Tenho nos bolsos listas de palavras
para as quais procuro significado, artigos
de higiene e outros, além dos hotéis
com as melhores vistas
para o sórdido vazio que vai ajardinando
a minha relativa indisposição para a vida.
II.
Sei que acredito em alguma coisa,
qualquer coisa – que se pode começar
a escrever por uma mulher, esquecê-la noite após
noite e de dia não pensar em mais nada além
do que hão-de ser as epopeias do século XXI.
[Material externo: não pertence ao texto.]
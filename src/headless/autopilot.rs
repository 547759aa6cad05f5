//! Autopilot input for headless runs
//!
//! Stands in for a human at the controls: writes `ControlIntent` every tick
//! and answers draft and recovery prompts. The policy is deliberately plain:
//! stand still and let auto-fire work, step away from anything that gets too
//! close, walk to the door once it opens.

use bevy::prelude::*;

use crate::combat::events::{DraftSelection, RecoveryChoiceMade};
use crate::states::play_run::constants::*;
use crate::states::play_run::enemies::mage_boss::WarningCircle;
use crate::states::play_run::projectiles::Projectile;
use crate::states::play_run::{
    blocked_by_obstacle, CombatEntity, ControlIntent, Enemy, Obstacle, PhaseStage, PhaseState,
    Player, PowerUpDraft, PowerUpId, RecoveryChoice,
};

/// Enemies closer than this push the player away.
const ENEMY_AVOID_RADIUS: f32 = 110.0;
/// Hostile projectiles closer than this push the player away.
const PROJECTILE_AVOID_RADIUS: f32 = 70.0;
/// Extra room kept from a warning circle's edge.
const CIRCLE_AVOID_MARGIN: f32 = 30.0;
/// Look-ahead used to detect an obstacle in the walking direction.
const OBSTACLE_PROBE: f32 = 20.0;

/// Autopilot preferences.
#[derive(Resource, Debug, Clone)]
pub struct AutopilotSettings {
    /// Draft picks, most wanted first. Unlisted offers rank last.
    pub draft_preference: Vec<PowerUpId>,
    pub recovery_choice: RecoveryChoice,
}

impl Default for AutopilotSettings {
    fn default() -> Self {
        Self {
            draft_preference: Vec::new(),
            recovery_choice: RecoveryChoice::Heal,
        }
    }
}

impl AutopilotSettings {
    /// Index of the most preferred offer.
    pub fn pick(&self, offers: &[PowerUpId]) -> usize {
        offers
            .iter()
            .enumerate()
            .min_by_key(|(_, id)| {
                self.draft_preference
                    .iter()
                    .position(|p| p == *id)
                    .unwrap_or(usize::MAX)
            })
            .map(|(i, _)| i)
            .unwrap_or(0)
    }
}

/// Sum of repulsion from every threat within its radius. Zero when safe.
pub fn threat_avoidance(player: Vec2, threats: impl IntoIterator<Item = (Vec2, f32)>) -> Vec2 {
    threats
        .into_iter()
        .filter_map(|(at, radius)| {
            let away = player - at;
            let distance = away.length();
            (distance < radius).then(|| {
                let push = 1.0 - distance / radius;
                away.normalize_or(Vec2::Y) * push
            })
        })
        .sum()
}

/// Direction toward `target`, sidestepping an obstacle directly ahead.
pub fn path_toward(from: Vec2, target: Vec2, obstacles: &[Vec2]) -> Vec2 {
    let direction = (target - from).normalize_or_zero();
    if direction == Vec2::ZERO {
        return direction;
    }
    let ahead = from + direction * OBSTACLE_PROBE;
    if !blocked_by_obstacle(ahead, obstacles.iter().copied(), PLAYER_OBSTACLE_RADIUS) {
        return direction;
    }
    let side = if from.x <= ARENA_SIZE / 2.0 { 1.0 } else { -1.0 };
    Vec2::new(side, 0.0)
}

/// Write this tick's movement intent.
pub fn autopilot_movement(
    phase: Res<PhaseState>,
    mut intent: ResMut<ControlIntent>,
    player: Query<(&Transform, &Player, &CombatEntity)>,
    enemies: Query<(&Transform, &CombatEntity), With<Enemy>>,
    projectiles: Query<&Transform, With<Projectile>>,
    circles: Query<(&Transform, &WarningCircle)>,
    obstacles: Query<&Transform, With<Obstacle>>,
) {
    intent.movement = Vec2::ZERO;
    let Ok((transform, player, combat)) = player.get_single() else {
        return;
    };
    if !player.can_move || !combat.is_alive() {
        return;
    }
    let position = transform.translation.truncate();
    let obstacle_positions: Vec<Vec2> = obstacles.iter().map(|t| t.translation.truncate()).collect();

    if phase.stage == PhaseStage::DoorOpen {
        let door = Vec2::new(DOOR_POSITION.0, 0.0);
        intent.movement = path_toward(position, door, &obstacle_positions);
        return;
    }
    if !phase.enemies_active {
        return;
    }

    let threats = enemies
        .iter()
        .filter(|(_, c)| c.is_alive())
        .map(|(t, _)| (t.translation.truncate(), ENEMY_AVOID_RADIUS))
        .chain(
            projectiles
                .iter()
                .map(|t| (t.translation.truncate(), PROJECTILE_AVOID_RADIUS)),
        )
        .chain(
            circles
                .iter()
                .map(|(t, c)| (t.translation.truncate(), c.radius + CIRCLE_AVOID_MARGIN)),
        );
    let push = threat_avoidance(position, threats);
    if push.length_squared() > 1e-4 {
        intent.movement = push.normalize();
    }
}

/// Answer an open draft or recovery prompt.
pub fn autopilot_choices(
    settings: Res<AutopilotSettings>,
    phase: Res<PhaseState>,
    draft: Res<PowerUpDraft>,
    mut selections: EventWriter<DraftSelection>,
    mut recovery: EventWriter<RecoveryChoiceMade>,
) {
    match phase.stage {
        PhaseStage::PowerUpDraft if draft.is_open() && draft.chosen().is_none() => {
            selections.send(DraftSelection(settings.pick(draft.offers())));
        }
        PhaseStage::RecoveryChoice if phase.recovery_choice.is_none() => {
            recovery.send(RecoveryChoiceMade(settings.recovery_choice));
        }
        _ => {}
    }
}

#[cfg(test)]
mod tests {
    use super::*;

    #[test]
    fn test_pick_follows_preference() {
        let settings = AutopilotSettings {
            draft_preference: vec![PowerUpId::MultiArrow, PowerUpId::Damage],
            ..default()
        };
        let offers = [PowerUpId::Heal, PowerUpId::Damage, PowerUpId::MultiArrow];
        assert_eq!(settings.pick(&offers), 2);
        assert_eq!(settings.pick(&[PowerUpId::Heal, PowerUpId::MaxHealth]), 0);
        assert_eq!(AutopilotSettings::default().pick(&[]), 0);
    }

    #[test]
    fn test_threat_avoidance_pushes_away() {
        let player = Vec2::new(100.0, 100.0);
        let push = threat_avoidance(player, [(Vec2::new(150.0, 100.0), 110.0)]);
        assert!(push.x < 0.0);
        assert_eq!(threat_avoidance(player, [(Vec2::new(400.0, 400.0), 110.0)]), Vec2::ZERO);
    }

    #[test]
    fn test_path_sidesteps_obstacle() {
        let from = Vec2::new(200.0, 300.0);
        let target = Vec2::new(200.0, 0.0);
        assert_eq!(path_toward(from, target, &[]), Vec2::new(0.0, -1.0));
        let blocked = path_toward(from, target, &[Vec2::new(200.0, 270.0)]);
        assert_eq!(blocked, Vec2::new(1.0, 0.0));
    }
}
Imaginar o que pode nascer dos estilhaços mitológicos
cravados nas nossas deambulações e voos rasos
de uma livraria para um bar, num táxi
que nos devolve a cidade às quatro da manhã,
do quarto à cozinha, passando pela casa-de-banho
onde os olhos escorrem no espelho
e se desequilibram como frutos negros
na gaguez absurda que ali arvora.
Qualquer coisa me serve.
Acredito no dia seguinte – em sair da cama
feio como quem nasce de um pesadelo, mas
com uma vaidade
que podia dar vida a cem bibliotecas.
Acredito no que me apetecer.
Acredito que estamos juntos nisto. Logo
pela manhã os clássicos, com calma, vão uns
a seguir aos outros ao pequeno-almoço. Ao meio-dia
já demos conta dos românticos, parnasianos,
simbolistas e dentro de momentos seguem
os modernistas, este ou aquele surrealista menos
empenhado com aquilo,
e alguns dissidentes. Já almoçamos
com os beatnicks que de um abraço nos levam
para dar uma volta, lubrificar o espírito
e dançarmos descalços ao som de ventos marados,
nalgum jardim público. À tarde, para o lanche,
passamos num drive-in e vimos de lá
com sacos cheios desse fast food lírico
que engorda os nossos dias.
Só mais para a frente, com a noite,
vão chegando os convidados para jantar.
Uns trazem aperitivos e refrigerantes, saladas
e umas coisas mais light. Alguém
fez um arroz de pato à maneira, abrimos
uns tintos, falamos mais alto, zangamo-nos,
comemos a sobremesa em silêncio, depois vêm
os digestivos, whisky, brandy, e volta a ficar
tudo bem. Há um momento em que damos
por gastas as piadas e disparates, só então
começa a falar um de cada vez.
Tiramos umas notas, comparamos ideias,
vamos avançando com as primeiras noções
para pôr esta porra a mexer.
No fim, com as sobras, enchem-se uns tupperwares
e ainda redigimos uma acta. Aí começa por ler-se:
Outros sacudiram daqui o peso da rima e
o das sílabas contadas, talvez nos cumpra a nós
tirar de vez o açaime à besta, largá-la nas ruas
e deixar que morda, rasgue, estrafegue e fôda
tudo o que cheire a mijo, hesitação e medo.